Cid respondeu que a grande preocupação de Bolsonaro “sempre foi encontrar uma fraude nas urnas”. “A grande preocupação do presidente, no meu ponto de vista, sempre foi encontrar uma fraude nas urnas. Algo que sempre foi muito ostensivo. Ele sempre buscou uma fraude nas urnas”, criticou.
“Não vou ser condenado”
Durante o intervalo da audiência, Bolsonaro afirmou a jornalistas que não acredita que será condenado. “Não vou ser condenado”, disse, acrescentando que “estou bem, estou tranquilo. Mas é lógico que ninguém queria estar aqui.”

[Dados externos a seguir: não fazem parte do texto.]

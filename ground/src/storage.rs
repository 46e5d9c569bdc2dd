//! Save slot backends.

use std::fs;
use std::io;
use std::path::{Path, PathBuf};

use tracing::debug;

use crate::error::{GridError, Result};

/// A single save slot holding one encoded record.
pub trait SaveSlot {
    /// The stored bytes, or `None` when nothing has been saved yet.
    fn read(&self) -> Result<Option<Vec<u8>>>;

    fn write(&mut self, bytes: &[u8]) -> Result<()>;

    /// Human-readable location used in log lines.
    fn describe(&self) -> String;
}

// ============================================================================
// File Slot
// ============================================================================

/// Slot stored as one file, replaced atomically on every write.
#[derive(Debug, Clone)]
pub struct FileSlot {
    path: PathBuf,
}

impl FileSlot {
    pub fn new(path: impl Into<PathBuf>) -> Self {
        Self { path: path.into() }
    }

    pub fn path(&self) -> &Path {
        &self.path
    }

    fn unavailable(&self, source: io::Error) -> GridError {
        GridError::PersistenceUnavailable {
            path: self.path.clone(),
            source,
        }
    }
}

impl SaveSlot for FileSlot {
    fn read(&self) -> Result<Option<Vec<u8>>> {
        match fs::read(&self.path) {
            Ok(bytes) => Ok(Some(bytes)),
            Err(e) if e.kind() == io::ErrorKind::NotFound => {
                debug!("No save file at {}", self.path.display());
                Ok(None)
            }
            Err(e) => Err(self.unavailable(e)),
        }
    }

    fn write(&mut self, bytes: &[u8]) -> Result<()> {
        write_bytes_atomic(&self.path, bytes).map_err(|e| self.unavailable(e))
    }

    fn describe(&self) -> String {
        self.path.display().to_string()
    }
}

fn write_bytes_atomic(path: &Path, bytes: &[u8]) -> io::Result<()> {
    if let Some(parent) = path.parent() {
        if !parent.as_os_str().is_empty() {
            fs::create_dir_all(parent)?;
        }
    }

    let tmp_path = temp_path_for(path);
    fs::write(&tmp_path, bytes)?;
    if let Err(error) = fs::rename(&tmp_path, path) {
        let _ = fs::remove_file(&tmp_path);
        return Err(error);
    }
    Ok(())
}

fn temp_path_for(path: &Path) -> PathBuf {
    let file_name = path
        .file_name()
        .and_then(|name| name.to_str())
        .unwrap_or("slot");
    path.with_file_name(format!("{file_name}.tmp"))
}

// ============================================================================
// Memory Slot
// ============================================================================

/// In-process slot. Can be switched offline to behave like a missing medium.
#[derive(Debug, Clone, Default)]
pub struct MemorySlot {
    bytes: Option<Vec<u8>>,
    offline: bool,
}

impl MemorySlot {
    pub fn new() -> Self {
        Self::default()
    }

    pub fn offline() -> Self {
        Self {
            bytes: None,
            offline: true,
        }
    }

    pub fn set_offline(&mut self, offline: bool) {
        self.offline = offline;
    }

    pub fn bytes(&self) -> Option<&[u8]> {
        self.bytes.as_deref()
    }

    fn check_online(&self) -> Result<()> {
        if self.offline {
            return Err(GridError::PersistenceUnavailable {
                path: PathBuf::from("<memory>"),
                source: io::Error::new(io::ErrorKind::NotConnected, "memory slot is offline"),
            });
        }
        Ok(())
    }
}

impl SaveSlot for MemorySlot {
    fn read(&self) -> Result<Option<Vec<u8>>> {
        self.check_online()?;
        Ok(self.bytes.clone())
    }

    fn write(&mut self, bytes: &[u8]) -> Result<()> {
        self.check_online()?;
        self.bytes = Some(bytes.to_vec());
        Ok(())
    }

    fn describe(&self) -> String {
        "<memory>".to_string()
    }
}

#[cfg(test)]
mod tests {
    use super::*;

    #[test]
    fn test_missing_file_reads_as_none() {
        let dir = tempfile::tempdir().unwrap();
        let slot = FileSlot::new(dir.path().join("SavedGame_0.sav"));
        assert!(slot.read().unwrap().is_none());
    }

    #[test]
    fn test_file_write_then_read() {
        let dir = tempfile::tempdir().unwrap();
        let mut slot = FileSlot::new(dir.path().join("nested").join("SavedGame_0.sav"));
        slot.write(b"first").unwrap();
        slot.write(b"second").unwrap();
        assert_eq!(slot.read().unwrap().as_deref(), Some(&b"second"[..]));
        assert!(!dir.path().join("nested").join("SavedGame_0.sav.tmp").exists());
    }

    #[test]
    fn test_unwritable_path_is_unavailable() {
        let dir = tempfile::tempdir().unwrap();
        let blocker = dir.path().join("blocker");
        fs::write(&blocker, b"not a directory").unwrap();
        let mut slot = FileSlot::new(blocker.join("SavedGame_0.sav"));
        assert!(matches!(
            slot.write(b"data"),
            Err(GridError::PersistenceUnavailable { .. })
        ));
    }

    #[test]
    fn test_memory_slot_offline() {
        let mut slot = MemorySlot::new();
        assert!(slot.read().unwrap().is_none());
        slot.write(&[1, 2, 3]).unwrap();
        assert_eq!(slot.bytes(), Some(&[1u8, 2, 3][..]));

        slot.set_offline(true);
        assert!(slot.read().is_err());
        assert!(slot.write(&[4]).is_err());
        assert_eq!(slot.bytes(), Some(&[1u8, 2, 3][..]));
    }
}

Já ao fim, o advogado Celso Vilardi, que representa o ex-presidente, criticou Mauro Cid: “Tem uma memória seletiva. Quando confrontado, diz que esqueceu”, afirmou o defensor ao final da audiência.
Interrogatórios
Moraes reservou todos os dias desta semana para os interrogatórios. Nas datas em que o STF não tiver sessões plenárias à tarde, as audiências se estenderão até mais tarde. Nesta terça-feira (10/6), por exemplo, os trabalhos começam às 9h e seguem até as 20h. A mesma previsão vale para a sexta-feira (13/6). Veja o calendário abaixo:
- 10/6 – das 9h às 20h;
- 11/6 – das 8h às 10h;
- 12/6 – das 9h às 13h; e
- 13/6 – das 9h às 20h.
Dinâmica dos interrogatórios
Os réus ficam sentados na primeira fileira de cadeiras. O local de assento é de acordo com a ordem alfabética. A dinâmica dos interrogatórios seguirá o seguinte protocolo: o réu dirige-se ao banco diante dos ministros acompanhado de seu advogado, é interrogado e, ao fim, retorna ao assento.

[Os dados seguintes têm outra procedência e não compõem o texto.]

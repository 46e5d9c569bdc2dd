//! Reference spawner backed by a `hecs` world.
//!
//! Stands in for the engine's actor system in the binary and in tests: each
//! occupant is one entity carrying a [`GroundActor`] and its position.

use hecs::{Entity, World};
use tracing::debug;

use crate::components::{CellType, GroundActor, OccupantHandle, WorldPosition};
use crate::error::{GridError, Result};
use crate::lifecycle::{ClassRegistry, Spawner};

pub struct ActorWorld {
    world: World,
    registry: ClassRegistry,
}

impl ActorWorld {
    pub fn new(registry: ClassRegistry) -> Self {
        Self {
            world: World::new(),
            registry,
        }
    }

    pub fn registry(&self) -> &ClassRegistry {
        &self.registry
    }

    pub fn registry_mut(&mut self) -> &mut ClassRegistry {
        &mut self.registry
    }

    /// Number of live ground actors.
    pub fn actor_count(&self) -> usize {
        self.world.query::<&GroundActor>().iter().count()
    }

    /// Kind and position of the actor behind `handle`, if it is still alive.
    pub fn actor(&self, handle: OccupantHandle) -> Option<(CellType, WorldPosition)> {
        let entity = Entity::from_bits(handle.0)?;
        let actor = self.world.get::<&GroundActor>(entity).ok()?;
        let position = self.world.get::<&WorldPosition>(entity).ok()?;
        Some((actor.kind, *position))
    }
}

impl Default for ActorWorld {
    fn default() -> Self {
        Self::new(ClassRegistry::standard())
    }
}

impl Spawner for ActorWorld {
    fn has_class(&self, cell_type: CellType) -> bool {
        self.registry.contains(cell_type)
    }

    fn spawn(&mut self, cell_type: CellType, position: WorldPosition) -> Result<OccupantHandle> {
        if cell_type.is_empty() {
            return Err(GridError::SpawnFailed(cell_type));
        }
        self.registry.class_for(cell_type)?;
        let entity = self.world.spawn((GroundActor { kind: cell_type }, position));
        Ok(OccupantHandle(entity.to_bits().get()))
    }

    fn destroy(&mut self, handle: OccupantHandle) -> bool {
        let Some(entity) = Entity::from_bits(handle.0) else {
            return false;
        };
        match self.world.despawn(entity) {
            Ok(()) => true,
            Err(_) => {
                debug!("Occupant {:?} was already gone", handle);
                false
            }
        }
    }
}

A ordem das oitivas, no entanto, já foi definida: após Garnier, que será ouvido nesta terça, é o ex-ministro da Justiça Anderson Torres, seguindo a ordem alfabética (veja abaixo).
- Almir Garnier Santos, ex-comandante da Marinha;
- Anderson Torres, ex-ministro da Justiça e ex-secretário de Segurança do Distrito Federal;
- Augusto Heleno, general do Exército e ex-ministro do Gabinete de Segurança Institucional;
- Jair Bolsonaro, ex-presidente da República;
- Paulo Sérgio Nogueira, general do Exército e ex-ministro da Defesa; e
- Walter Souza Braga Netto, general do Exército ex-ministro da Casa Civil.
Diferentemente das audiências das testemunhas de acusação da PGR e das testemunhas de defesa, que ocorreram sem transmissão, os interrogatórios dos réus serão exibidos pelo canal do Metrópoles no YouTube. Todos os réus estão intimados a comparecer presencialmente em todos os dias das audiências, com exceção de Braga Netto, preso preventivamente no Rio de Janeiro.
Denunciados
Os investigados foram denunciados pela PGR por participação em suposta trama golpista para manter Bolsonaro no poder após as eleições de 2022. A denúncia foi aceita por unanimidade, e a Primeira Turma analisa o caso por meio de ação penal.
Compõem a Primeira Turma: Alexandre de Moraes, Flávio Dino, Luiz Fux, Cármen Lúcia e Cristiano Zanin.